§ Work required: Every record, from the first line to the last, needs to be given again exactly.

§ Exercise data:
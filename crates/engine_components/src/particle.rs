//! Short-lived particle component.

use engine_registry::{
    Component, PayloadError, SerializedComponent, SyncComponent, decode_f32s, encode_f32s,
};
use serde::{Deserialize, Serialize};

/// Remaining and total lifetime of a particle, in seconds.
#[derive(Debug, Clone, Copy, Default, Serialize, Deserialize, PartialEq)]
pub struct Particle {
    pub lifetime: f32,
    pub max_lifetime: f32,
}

impl Particle {
    /// A fresh particle living for `seconds`.
    #[must_use]
    pub fn new(seconds: f32) -> Self {
        Self {
            lifetime: seconds,
            max_lifetime: seconds,
        }
    }

    /// Advance by `dt` seconds, clamping at zero.
    pub fn tick(&mut self, dt: f32) {
        self.lifetime = (self.lifetime - dt).max(0.0);
    }

    /// Returns `true` once no lifetime remains.
    #[must_use]
    pub fn is_expired(&self) -> bool {
        self.lifetime <= 0.0
    }

    /// Fraction of the lifetime already spent, in `[0, 1]`.
    #[must_use]
    pub fn progress(&self) -> f32 {
        if self.max_lifetime <= 0.0 {
            return 1.0;
        }
        (1.0 - self.lifetime / self.max_lifetime).clamp(0.0, 1.0)
    }
}

impl Component for Particle {
    fn type_name() -> &'static str {
        "Particle"
    }
}

impl SyncComponent for Particle {
    fn serialize(&self) -> SerializedComponent {
        SerializedComponent::new::<Self>(encode_f32s(&[self.lifetime, self.max_lifetime]))
    }

    fn deserialize(&mut self, payload: &[u8]) -> Result<(), PayloadError> {
        let [lifetime, max_lifetime] = decode_f32s(payload)?;
        self.lifetime = lifetime;
        self.max_lifetime = max_lifetime;
        Ok(())
    }
}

§ Answer to this problem:
filename crates/engine_components/src/particle.rs
//! Short-lived particle component.

use engine_registry::{
    Component, PayloadError, SerializedComponent, SyncComponent, decode_f32s, encode_f32s,
};
use serde::{Deserialize, Serialize};

/// Remaining and total lifetime of a particle, in seconds.
#[derive(Debug, Clone, Copy, Default, Serialize, Deserialize, PartialEq)]
pub struct Particle {
    pub lifetime: f32,
    pub max_lifetime: f32,
}

impl Particle {
    /// A fresh particle living for `seconds`.
    #[must_use]
    pub fn new(seconds: f32) -> Self {
        Self {
            lifetime: seconds,
            max_lifetime: seconds,
        }
    }

    /// Advance by `dt` seconds, clamping at zero.
    pub fn tick(&mut self, dt: f32) {
        self.lifetime = (self.lifetime - dt).max(0.0);
    }

    /// Returns `true` once no lifetime remains.
    #[must_use]
    pub fn is_expired(&self) -> bool {
        self.lifetime <= 0.0
    }

    /// Fraction of the lifetime already spent, in `[0, 1]`.
    #[must_use]
    pub fn progress(&self) -> f32 {
        if self.max_lifetime <= 0.0 {
            return 1.0;
        }
        (1.0 - self.lifetime / self.max_lifetime).clamp(0.0, 1.0)
    }
}

impl Component for Particle {
    fn type_name() -> &'static str {
        "Particle"
    }
}

impl SyncComponent for Particle {
    fn serialize(&self) -> SerializedComponent {
        SerializedComponent::new::<Self>(encode_f32s(&[self.lifetime, self.max_lifetime]))
    }

    fn deserialize(&mut self, payload: &[u8]) -> Result<(), PayloadError> {
        let [lifetime, max_lifetime] = decode_f32s(payload)?;
        self.lifetime = lifetime;
        self.max_lifetime = max_lifetime;
        Ok(())
    }
}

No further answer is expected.